Walk - Little Dartmouth & St Petrox
Walk information provided with help from Natural England. Map reproduced by permission of Ordnance Survey on behalf of HMSO. © Crown copyright and database right 2019. Ordnance Survey Licence number 100022021.
- From the bottom of the National Trust Redlap Car Park at Little Dartmouth, follow the fingerpost to pick up the South West Coast Path. Head downhill with it along the edge of several fields to the coast at Warren Point.
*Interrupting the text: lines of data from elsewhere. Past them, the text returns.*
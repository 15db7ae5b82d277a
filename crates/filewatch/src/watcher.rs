use std::collections::{BTreeMap, BTreeSet};
use std::fs;
use std::path::{Path, PathBuf};
use std::sync::{Arc, Mutex, MutexGuard, PoisonError};
use std::thread::{self, JoinHandle};
use std::time::{Duration, SystemTime};

use crossbeam_channel::{bounded, Receiver, RecvTimeoutError, Sender};
use tracing::{debug, trace, warn};

use crate::tracked::{FileKind, TrackedFile};

/// Default interval between two polling passes.
pub const DEFAULT_POLL_INTERVAL: Duration = Duration::from_millis(250);

#[derive(Debug, thiserror::Error)]
pub enum WatchError {
    #[error("failed to spawn file watcher thread: {0}")]
    Spawn(#[source] std::io::Error),
}

type FileKey = (PathBuf, String);

struct Shared {
    tracked: Mutex<BTreeMap<FileKey, TrackedFile>>,
    updated: Mutex<BTreeSet<TrackedFile>>,
}

fn lock<T>(mutex: &Mutex<T>) -> MutexGuard<'_, T> {
    mutex.lock().unwrap_or_else(PoisonError::into_inner)
}

/// Polls a set of files on a background thread and collects the ones whose
/// modification time moved forward.
///
/// The tracked map and the updated set sit behind independent locks, so
/// `watch`/`unwatch` from any thread and `drain_updated` from the render
/// thread each hold at most one lock for one short critical section.
pub struct FileWatcher {
    shared: Arc<Shared>,
    interval: Duration,
    /// Dropping the sender wakes the polling thread and stops it.
    shutdown: Option<Sender<()>>,
    join_handle: Option<JoinHandle<()>>,
}

impl FileWatcher {
    /// Starts a watcher with the default 250 ms interval.
    pub fn new() -> Result<Self, WatchError> {
        Self::with_interval(DEFAULT_POLL_INTERVAL)
    }

    pub fn with_interval(interval: Duration) -> Result<Self, WatchError> {
        let shared = Arc::new(Shared {
            tracked: Mutex::new(BTreeMap::new()),
            updated: Mutex::new(BTreeSet::new()),
        });

        let (shutdown, stop) = bounded(1);
        let worker = Arc::clone(&shared);
        let handle = thread::Builder::new()
            .name("shadebox-watch".into())
            .spawn(move || poll_loop(worker, interval, stop))
            .map_err(WatchError::Spawn)?;

        debug!(interval_ms = interval.as_millis() as u64, "file watcher started");
        Ok(Self {
            shared,
            interval,
            shutdown: Some(shutdown),
            join_handle: Some(handle),
        })
    }

    pub fn poll_interval(&self) -> Duration {
        self.interval
    }

    /// Registers `path` under `tag`. Returns `false` (and logs) when the path
    /// is empty, cannot be stat'ed, or is already tracked under the same tag.
    pub fn watch(&self, path: impl AsRef<Path>, kind: FileKind, tag: &str) -> bool {
        let path = path.as_ref();
        if path.as_os_str().is_empty() {
            warn!(tag, "refusing to watch an empty path");
            return false;
        }

        let canonical = canonical_path(path);
        let modified = match modification_time(&canonical) {
            Ok(modified) => modified,
            Err(err) => {
                warn!(path = %canonical.display(), tag, error = %err, "cannot watch file");
                return false;
            }
        };

        let key = (canonical.clone(), tag.to_string());
        let mut tracked = lock(&self.shared.tracked);
        if tracked.contains_key(&key) {
            warn!(path = %canonical.display(), tag, "file is already watched");
            return false;
        }
        tracked.insert(key, TrackedFile::new(canonical.clone(), tag, kind, modified));
        debug!(path = %canonical.display(), tag, %kind, "watching file");
        true
    }

    /// Stops tracking `(path, tag)`. Returns `false` (and logs) if it was not tracked.
    pub fn unwatch(&self, path: impl AsRef<Path>, tag: &str) -> bool {
        let canonical = canonical_path(path.as_ref());
        let key = (canonical.clone(), tag.to_string());
        let removed = lock(&self.shared.tracked).remove(&key).is_some();
        if removed {
            lock(&self.shared.updated).retain(|file| !file.is(&canonical, tag));
            debug!(path = %canonical.display(), tag, "stopped watching file");
        } else {
            warn!(path = %canonical.display(), tag, "unwatch requested for a file that is not watched");
        }
        removed
    }

    /// Moves out every file seen changing since the previous drain.
    ///
    /// The set is cleared by this call; dropping the result loses those
    /// notifications for good.
    #[must_use = "drained updates are not re-queued; dropping them loses change notifications"]
    pub fn drain_updated(&self) -> BTreeSet<TrackedFile> {
        std::mem::take(&mut *lock(&self.shared.updated))
    }

    /// Snapshot of every tracked `(path, tag)` identity.
    pub fn list_tracked(&self) -> Vec<(PathBuf, String)> {
        lock(&self.shared.tracked).keys().cloned().collect()
    }

    /// Snapshot of every tracked entry including kind and stored timestamp.
    pub fn tracked_files(&self) -> Vec<TrackedFile> {
        lock(&self.shared.tracked).values().cloned().collect()
    }

    pub fn is_tracked(&self, path: impl AsRef<Path>, tag: &str) -> bool {
        let key = (canonical_path(path.as_ref()), tag.to_string());
        lock(&self.shared.tracked).contains_key(&key)
    }

    pub fn len(&self) -> usize {
        lock(&self.shared.tracked).len()
    }

    pub fn is_empty(&self) -> bool {
        self.len() == 0
    }

    /// Runs one polling pass on the calling thread.
    pub fn poll_now(&self) {
        scan(&self.shared);
    }
}

impl Drop for FileWatcher {
    fn drop(&mut self) {
        drop(self.shutdown.take());
        if let Some(handle) = self.join_handle.take() {
            if handle.join().is_err() {
                warn!("file watcher thread panicked");
            }
        }
    }
}

fn poll_loop(shared: Arc<Shared>, interval: Duration, stop: Receiver<()>) {
    loop {
        match stop.recv_timeout(interval) {
            Err(RecvTimeoutError::Timeout) => scan(&shared),
            Ok(()) | Err(RecvTimeoutError::Disconnected) => break,
        }
    }
    debug!("file watcher stopped");
}

/// One polling pass: snapshot, stat without locks, then commit.
fn scan(shared: &Shared) {
    let snapshot: Vec<(FileKey, SystemTime)> = lock(&shared.tracked)
        .iter()
        .map(|(key, file)| (key.clone(), file.modified()))
        .collect();

    let observed: Vec<(FileKey, SystemTime, std::io::Result<SystemTime>)> = snapshot
        .into_iter()
        .map(|(key, stored)| {
            let current = modification_time(&key.0);
            (key, stored, current)
        })
        .collect();

    let mut changed = Vec::new();
    {
        let mut tracked = lock(&shared.tracked);
        for (key, stored, current) in observed {
            match current {
                Ok(current) if current > stored => {
                    if let Some(file) = tracked.get_mut(&key) {
                        // Another pass may already have advanced the stamp.
                        if current > file.modified() {
                            file.set_modified(current);
                            changed.push(file.clone());
                        }
                    }
                }
                Ok(_) => {}
                Err(err) => {
                    if tracked.remove(&key).is_some() {
                        warn!(
                            path = %key.0.display(),
                            tag = %key.1,
                            error = %err,
                            "watched file disappeared; no longer tracking it"
                        );
                    }
                }
            }
        }
    }

    if changed.is_empty() {
        return;
    }

    let mut updated = lock(&shared.updated);
    for file in changed {
        trace!(file = %file, "file modified");
        updated.replace(file);
    }
}

fn modification_time(path: &Path) -> std::io::Result<SystemTime> {
    fs::metadata(path)?.modified()
}

fn canonical_path(path: &Path) -> PathBuf {
    fs::canonicalize(path).unwrap_or_else(|_| path.to_path_buf())
}

#[cfg(test)]
mod tests {
    use super::*;
    use std::fs::File;

    fn touch(path: &Path, modified: SystemTime) {
        File::options()
            .write(true)
            .open(path)
            .unwrap()
            .set_modified(modified)
            .unwrap();
    }

    fn at(seconds: u64) -> SystemTime {
        SystemTime::UNIX_EPOCH + Duration::from_secs(1_000_000 + seconds)
    }

    fn quiet_watcher() -> FileWatcher {
        // Long enough that the background pass never runs during a test.
        FileWatcher::with_interval(Duration::from_secs(3600)).unwrap()
    }

    #[test]
    fn drain_reports_change_once() {
        let dir = tempfile::tempdir().unwrap();
        let path = dir.path().join("shader.frag");
        fs::write(&path, "void main(){}").unwrap();
        touch(&path, at(100));

        let watcher = quiet_watcher();
        assert!(watcher.watch(&path, FileKind::Shader, "scene"));
        watcher.poll_now();
        assert!(watcher.drain_updated().is_empty());

        touch(&path, at(150));
        watcher.poll_now();
        let first = watcher.drain_updated();
        assert_eq!(first.len(), 1);
        let file = first.iter().next().unwrap();
        assert_eq!(file.tag(), "scene");
        assert_eq!(file.modified(), at(150));

        let second = watcher.drain_updated();
        assert!(second.is_empty());
    }

    #[test]
    fn unchanged_files_are_never_reported() {
        let dir = tempfile::tempdir().unwrap();
        let path = dir.path().join("still.frag");
        fs::write(&path, "").unwrap();
        touch(&path, at(10));

        let watcher = quiet_watcher();
        watcher.watch(&path, FileKind::Shader, "scene");
        for _ in 0..5 {
            watcher.poll_now();
            assert!(watcher.drain_updated().is_empty());
        }
    }

    #[test]
    fn older_timestamp_is_not_a_change() {
        let dir = tempfile::tempdir().unwrap();
        let path = dir.path().join("rewind.frag");
        fs::write(&path, "").unwrap();
        touch(&path, at(100));

        let watcher = quiet_watcher();
        watcher.watch(&path, FileKind::Shader, "scene");
        touch(&path, at(50));
        watcher.poll_now();
        assert!(watcher.drain_updated().is_empty());
    }

    #[test]
    fn repeated_changes_before_drain_coalesce() {
        let dir = tempfile::tempdir().unwrap();
        let path = dir.path().join("busy.frag");
        fs::write(&path, "").unwrap();
        touch(&path, at(1));

        let watcher = quiet_watcher();
        watcher.watch(&path, FileKind::Shader, "scene");
        touch(&path, at(2));
        watcher.poll_now();
        touch(&path, at(3));
        watcher.poll_now();

        let drained = watcher.drain_updated();
        assert_eq!(drained.len(), 1);
        assert_eq!(drained.iter().next().unwrap().modified(), at(3));
    }

    #[test]
    fn duplicate_watch_is_a_noop() {
        let dir = tempfile::tempdir().unwrap();
        let path = dir.path().join("dup.frag");
        fs::write(&path, "").unwrap();

        let watcher = quiet_watcher();
        assert!(watcher.watch(&path, FileKind::Shader, "scene"));
        assert!(!watcher.watch(&path, FileKind::Shader, "scene"));
        assert!(watcher.watch(&path, FileKind::Shader, "background"));
        assert_eq!(watcher.len(), 2);
    }

    #[test]
    fn empty_and_missing_paths_are_rejected() {
        let dir = tempfile::tempdir().unwrap();
        let watcher = quiet_watcher();
        assert!(!watcher.watch("", FileKind::Shader, "scene"));
        assert!(!watcher.watch(dir.path().join("nope.frag"), FileKind::Shader, "scene"));
        assert!(watcher.is_empty());
    }

    #[test]
    fn unwatch_removes_entry_and_pending_update() {
        let dir = tempfile::tempdir().unwrap();
        let path = dir.path().join("gone.frag");
        fs::write(&path, "").unwrap();
        touch(&path, at(1));

        let watcher = quiet_watcher();
        watcher.watch(&path, FileKind::Shader, "scene");
        touch(&path, at(2));
        watcher.poll_now();

        assert!(watcher.unwatch(&path, "scene"));
        assert!(!watcher.unwatch(&path, "scene"));
        assert!(watcher.drain_updated().is_empty());
        assert!(watcher.list_tracked().is_empty());
    }

    #[test]
    fn deleted_file_is_dropped_silently() {
        let dir = tempfile::tempdir().unwrap();
        let keep = dir.path().join("keep.frag");
        let doomed = dir.path().join("doomed.frag");
        fs::write(&keep, "").unwrap();
        fs::write(&doomed, "").unwrap();

        let watcher = quiet_watcher();
        watcher.watch(&keep, FileKind::Shader, "scene");
        watcher.watch(&doomed, FileKind::Shader, "scene");
        fs::remove_file(&doomed).unwrap();
        watcher.poll_now();

        let tracked = watcher.list_tracked();
        assert_eq!(tracked.len(), 1);
        assert!(tracked[0].0.ends_with("keep.frag"));
        assert!(watcher.drain_updated().is_empty());
    }

    #[test]
    fn list_tracked_uses_canonical_paths() {
        let dir = tempfile::tempdir().unwrap();
        fs::create_dir_all(dir.path().join("sub")).unwrap();
        let path = dir.path().join("sub/a.frag");
        fs::write(&path, "").unwrap();

        let watcher = quiet_watcher();
        watcher.watch(dir.path().join("sub/../sub/a.frag"), FileKind::Shader, "scene");
        let canonical = fs::canonicalize(&path).unwrap();
        assert_eq!(watcher.list_tracked(), vec![(canonical, "scene".to_string())]);
        assert!(watcher.is_tracked(&path, "scene"));
    }

    #[test]
    fn background_thread_picks_up_changes() {
        let dir = tempfile::tempdir().unwrap();
        let path = dir.path().join("live.frag");
        fs::write(&path, "").unwrap();
        touch(&path, at(100));

        let watcher = FileWatcher::with_interval(Duration::from_millis(20)).unwrap();
        watcher.watch(&path, FileKind::Shader, "scene");
        touch(&path, at(150));

        let mut drained = BTreeSet::new();
        for _ in 0..100 {
            thread::sleep(Duration::from_millis(20));
            drained = watcher.drain_updated();
            if !drained.is_empty() {
                break;
            }
        }
        assert_eq!(drained.len(), 1);
        thread::sleep(Duration::from_millis(60));
        assert!(watcher.drain_updated().is_empty());
    }

    #[test]
    fn drop_stops_the_thread_without_waiting_an_interval() {
        let watcher = quiet_watcher();
        let started = std::time::Instant::now();
        drop(watcher);
        assert!(started.elapsed() < Duration::from_secs(5));
    }
}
The path heads left and left again as it rounds the point.
In the nineteenth century, rabbits were bred for meat and fur in large burrows on Warren Point, giving it its name (see the Salcombe & Soar Mill Cove Walk).
- Above Willow Cove a path to your left heads up to the road. Ignore this, forking right instead to continue to Compass Cove. At the back of the cove, the path descends steeply towards the shoreline and then rounds Blackstone Point. Carry on around Ladies Cove and Deadmans Cove beyond to arrive at Castle Road above Sugary Cove, at the very mouth of the River Dart.
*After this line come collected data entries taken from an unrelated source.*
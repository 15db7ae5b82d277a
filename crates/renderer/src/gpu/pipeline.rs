use std::collections::btree_map::Entry;
use std::collections::BTreeMap;

use crate::api::{PassKind, ProgramId};
use crate::introspect::GlslType;
use crate::layout::ProgramLayout;
use crate::mesh::AttributeData;
use crate::uniforms::ScalarKind;

use super::target::{COLOR_FORMAT, DEPTH_FORMAT};
use super::textures::view_dimension;

/// One vertex buffer slot. A stride of zero reads the same element for every
/// vertex, which is how absent mesh attributes are fed from the zero buffer.
#[derive(Debug, Clone, Copy, PartialEq, Eq, Hash)]
pub(crate) struct VertexSlot {
    pub location: u32,
    pub format: wgpu::VertexFormat,
    pub stride: u64,
}

#[derive(Debug, Clone, PartialEq, Eq, Hash)]
pub(crate) struct PipelineKey {
    pub vertex: ProgramId,
    pub fragment: ProgramId,
    pub slots: Vec<VertexSlot>,
    pub pass: PassKind,
}

impl PipelineKey {
    pub fn uses(&self, program: ProgramId) -> bool {
        self.vertex == program || self.fragment == program
    }
}

/// What gets bound at one `(group, binding)`.
#[derive(Debug, Clone, PartialEq, Eq)]
pub(crate) enum BindingSource {
    /// Index into the owning program's uniform block buffers.
    Block {
        program: ProgramId,
        block: usize,
        size: u32,
    },
    Texture {
        name: String,
        dimension: wgpu::TextureViewDimension,
    },
    Sampler {
        comparison: bool,
    },
}

impl BindingSource {
    fn binding_type(&self) -> wgpu::BindingType {
        match self {
            BindingSource::Block { .. } => wgpu::BindingType::Buffer {
                ty: wgpu::BufferBindingType::Uniform,
                has_dynamic_offset: false,
                min_binding_size: None,
            },
            BindingSource::Texture { dimension, .. } => wgpu::BindingType::Texture {
                sample_type: wgpu::TextureSampleType::Float { filterable: true },
                view_dimension: *dimension,
                multisampled: false,
            },
            BindingSource::Sampler { comparison: true } => {
                wgpu::BindingType::Sampler(wgpu::SamplerBindingType::Comparison)
            }
            BindingSource::Sampler { comparison: false } => {
                wgpu::BindingType::Sampler(wgpu::SamplerBindingType::Filtering)
            }
        }
    }
}

pub(crate) type Bindings = BTreeMap<(u32, u32), BindingSource>;

/// Merges the bindings of the programs in a pipeline, in stage order. The
/// first program declaring a slot owns it; a later declaration of a different
/// kind or block size is an error.
pub(crate) fn collect_bindings(programs: &[(ProgramId, &ProgramLayout)]) -> Result<Bindings, String> {
    let mut bindings = Bindings::new();
    for (program, layout) in programs {
        for (index, block) in layout.blocks.iter().enumerate() {
            let source = BindingSource::Block {
                program: *program,
                block: index,
                size: block.data_size,
            };
            insert_binding(&mut bindings, (block.group, block.binding), source, &block.name)?;
        }
        for uniform in &layout.uniforms {
            let Some(slot) = uniform.binding else {
                continue;
            };
            let source = match uniform.ty {
                GlslType::Sampler => BindingSource::Sampler { comparison: false },
                GlslType::SamplerShadow => BindingSource::Sampler { comparison: true },
                ty => match view_dimension(ty) {
                    Some(dimension) => BindingSource::Texture {
                        name: uniform.name.clone(),
                        dimension,
                    },
                    None => {
                        return Err(format!(
                            "'{}' has type {}; declare a separate texture and sampler instead",
                            uniform.name,
                            ty.glsl_name()
                        ))
                    }
                },
            };
            insert_binding(&mut bindings, slot, source, &uniform.name)?;
        }
    }
    Ok(bindings)
}

fn insert_binding(
    bindings: &mut Bindings,
    slot: (u32, u32),
    source: BindingSource,
    name: &str,
) -> Result<(), String> {
    match bindings.entry(slot) {
        Entry::Vacant(vacant) => {
            vacant.insert(source);
            Ok(())
        }
        Entry::Occupied(existing) => {
            let compatible = match (existing.get(), &source) {
                (BindingSource::Block { size: a, .. }, BindingSource::Block { size: b, .. }) => {
                    a == b
                }
                (BindingSource::Texture { dimension: a, .. }, BindingSource::Texture { dimension: b, .. }) => {
                    a == b
                }
                (a, b) => a == b,
            };
            if compatible {
                Ok(())
            } else {
                Err(format!(
                    "'{name}' at set {} binding {} conflicts with an earlier declaration",
                    slot.0, slot.1
                ))
            }
        }
    }
}

pub(crate) fn attribute_format(data: &AttributeData, components: u8) -> Option<wgpu::VertexFormat> {
    let kind = match data {
        AttributeData::Float(_) => ScalarKind::Float,
        AttributeData::Int(_) => ScalarKind::Int,
        AttributeData::Uint(_) => ScalarKind::UInt,
    };
    vertex_format(kind, components)
}

/// Format used for a shader input no mesh stream provides.
pub(crate) fn input_format(ty: GlslType) -> Option<wgpu::VertexFormat> {
    let shape = ty.shape()?;
    if shape.columns != 1 {
        return None;
    }
    vertex_format(shape.kind, shape.rows)
}

fn vertex_format(kind: ScalarKind, components: u8) -> Option<wgpu::VertexFormat> {
    use wgpu::VertexFormat::*;
    let format = match (kind, components) {
        (ScalarKind::Float, 1) => Float32,
        (ScalarKind::Float, 2) => Float32x2,
        (ScalarKind::Float, 3) => Float32x3,
        (ScalarKind::Float, 4) => Float32x4,
        (ScalarKind::Int, 1) => Sint32,
        (ScalarKind::Int, 2) => Sint32x2,
        (ScalarKind::Int, 3) => Sint32x3,
        (ScalarKind::Int, 4) => Sint32x4,
        (ScalarKind::UInt, 1) => Uint32,
        (ScalarKind::UInt, 2) => Uint32x2,
        (ScalarKind::UInt, 3) => Uint32x3,
        (ScalarKind::UInt, 4) => Uint32x4,
        _ => return None,
    };
    Some(format)
}

pub(crate) struct PipelineEntry {
    pub pipeline: wgpu::RenderPipeline,
    pub group_layouts: Vec<wgpu::BindGroupLayout>,
    pub bindings: Bindings,
    /// Bind groups plus the texture generation they were built against.
    pub bind_groups: Option<(u64, Vec<wgpu::BindGroup>)>,
}

pub(crate) fn create_pipeline(
    device: &wgpu::Device,
    key: &PipelineKey,
    vertex_module: &wgpu::ShaderModule,
    fragment_module: &wgpu::ShaderModule,
    bindings: Bindings,
) -> PipelineEntry {
    let group_count = bindings.keys().map(|(group, _)| group + 1).max().unwrap_or(0);
    let group_layouts: Vec<wgpu::BindGroupLayout> = (0..group_count)
        .map(|group| {
            let entries: Vec<wgpu::BindGroupLayoutEntry> = bindings
                .iter()
                .filter(|((g, _), _)| *g == group)
                .map(|((_, binding), source)| wgpu::BindGroupLayoutEntry {
                    binding: *binding,
                    visibility: wgpu::ShaderStages::VERTEX_FRAGMENT,
                    ty: source.binding_type(),
                    count: None,
                })
                .collect();
            device.create_bind_group_layout(&wgpu::BindGroupLayoutDescriptor {
                label: Some(&format!("set {group} layout")),
                entries: &entries,
            })
        })
        .collect();
    let layout_refs: Vec<&wgpu::BindGroupLayout> = group_layouts.iter().collect();
    let pipeline_layout = device.create_pipeline_layout(&wgpu::PipelineLayoutDescriptor {
        label: Some("program pipeline layout"),
        bind_group_layouts: &layout_refs,
        push_constant_ranges: &[],
    });

    let attributes: Vec<[wgpu::VertexAttribute; 1]> = key
        .slots
        .iter()
        .map(|slot| {
            [wgpu::VertexAttribute {
                format: slot.format,
                offset: 0,
                shader_location: slot.location,
            }]
        })
        .collect();
    let buffers: Vec<wgpu::VertexBufferLayout> = key
        .slots
        .iter()
        .zip(&attributes)
        .map(|(slot, attribute)| wgpu::VertexBufferLayout {
            array_stride: slot.stride,
            step_mode: wgpu::VertexStepMode::Vertex,
            attributes: attribute,
        })
        .collect();

    let depth_stencil = match key.pass {
        PassKind::Background => None,
        PassKind::Scene => Some(wgpu::DepthStencilState {
            format: DEPTH_FORMAT,
            depth_write_enabled: true,
            depth_compare: wgpu::CompareFunction::Less,
            stencil: wgpu::StencilState::default(),
            bias: wgpu::DepthBiasState::default(),
        }),
    };

    let pipeline = device.create_render_pipeline(&wgpu::RenderPipelineDescriptor {
        label: Some(&format!("{} + {} pipeline", key.vertex, key.fragment)),
        layout: Some(&pipeline_layout),
        vertex: wgpu::VertexState {
            module: vertex_module,
            entry_point: Some("main"),
            buffers: &buffers,
            compilation_options: wgpu::PipelineCompilationOptions::default(),
        },
        fragment: Some(wgpu::FragmentState {
            module: fragment_module,
            entry_point: Some("main"),
            targets: &[Some(wgpu::ColorTargetState {
                format: COLOR_FORMAT,
                blend: Some(wgpu::BlendState::ALPHA_BLENDING),
                write_mask: wgpu::ColorWrites::ALL,
            })],
            compilation_options: wgpu::PipelineCompilationOptions::default(),
        }),
        primitive: wgpu::PrimitiveState {
            topology: wgpu::PrimitiveTopology::TriangleList,
            ..Default::default()
        },
        depth_stencil,
        multisample: wgpu::MultisampleState::default(),
        multiview: None,
        cache: None,
    });

    PipelineEntry {
        pipeline,
        group_layouts,
        bindings,
        bind_groups: None,
    }
}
The cliffs in this area are managed by the National Trust. Their coastal grasslands provide valuable habitat for small birds such as linnets, whitethroats, yellowhammers, stonechats and the nationally rare cirl bunting. Look out for seals on the rocks below.
In Compass Cove are the remains of an old cable house, part of an early communication system that transmitting electric signals through wires to send messages. In 1860 an undersea cable was laid from here to Guernsey and in 1877 another was run from the hut to Jersey. During the Second World War, the hut was converted to a pill box. Later Trans-Atlantic communications were established here, with the cable running underground to a repeater station in an old coach house.
- Turn right to keep following the Coast Path waymarkers, through the trees above Sugary Cove and on to Dartmouth Castle. From the castle continue along the Coast Path around Castle Point and One Gun Point, to Warfleet Cove.
The 15th-century Dartmouth Castle is just one of four defences built on the site to defend the river. Dartmouth has been a significant port since the 12th century when the Normans realised its maritime value and used it as the assembly point for the European fleets leaving for the second and third crusades (see the Dartmouth Castle & Gallants Bower Walk). Twelve ships sailed from here to join the fight against the Spanish Armada in 1588, and the Pilgrim Fathers paused en route from Southampton to New England in 1620.
A deed drawn up in 1192 (when Richard the Lionheart was on crusade) referred to 'all the land of Dertmeta which is above the Wyke and between the monastery of St Peter and the land of Stoke.' The area referred to has been identified as Little Dartmouth, and historians assume that the 'monastery of St Peter' was the religious settlement with St Petrox at its heart.
Thanks to southwest England's maritime links with the Mediterranean and northwest France, Christianity arrived here much earlier than the rest of the country. When the paganism of Anglo-Saxon invaders threatened to overwhelm the peninsula's religion after the Romans left, there was a rush of Celtic missionaries landing around the coastline, who established hermitages above the sea. These very early primitive chapels usually kept a light burning to warn sailors of rocks below, as did St Petrox chapel at the mouth of the Dart in AD 894.
The chapel was thought to have fallen into disuse by the beginning of the fourteenth century, but in 1438 a 40-day 'indulgence' was granted by Bishop Lacy for 'building, maintaining and repairing the parochial chapel with cure of St Petrox.' (see Dartmouth Parish for more detail).
Warfleet was once a separate parish from Dartmouth. In the eighteenth and nineteenth centuries, it was an important centre for trade and the scene of several industries. The lime kilns still visible around the cove produced fertiliser, while the 1819 paper mill became a flour mill and then a brewery (see the Dartmouth Castle & Gallants Bower Walk).
- From Warfleet Cove take the path to Gallants Bower.
Gallant's Bower was constructed during the English Civil War to defend Dartmouth and its castle from attack by the Parliamentarians. In January 1646 Cromwell's men took it after a long siege.
- From Gallants Bower follow the footpath through the woods until it drops you back on Castle Road.
- Turn right and follow the lane past Little Dartmouth and back to the car park at the start of the walk.
Numerous cafes and pubs in Dartmouth. Café at Dartmouth Castle.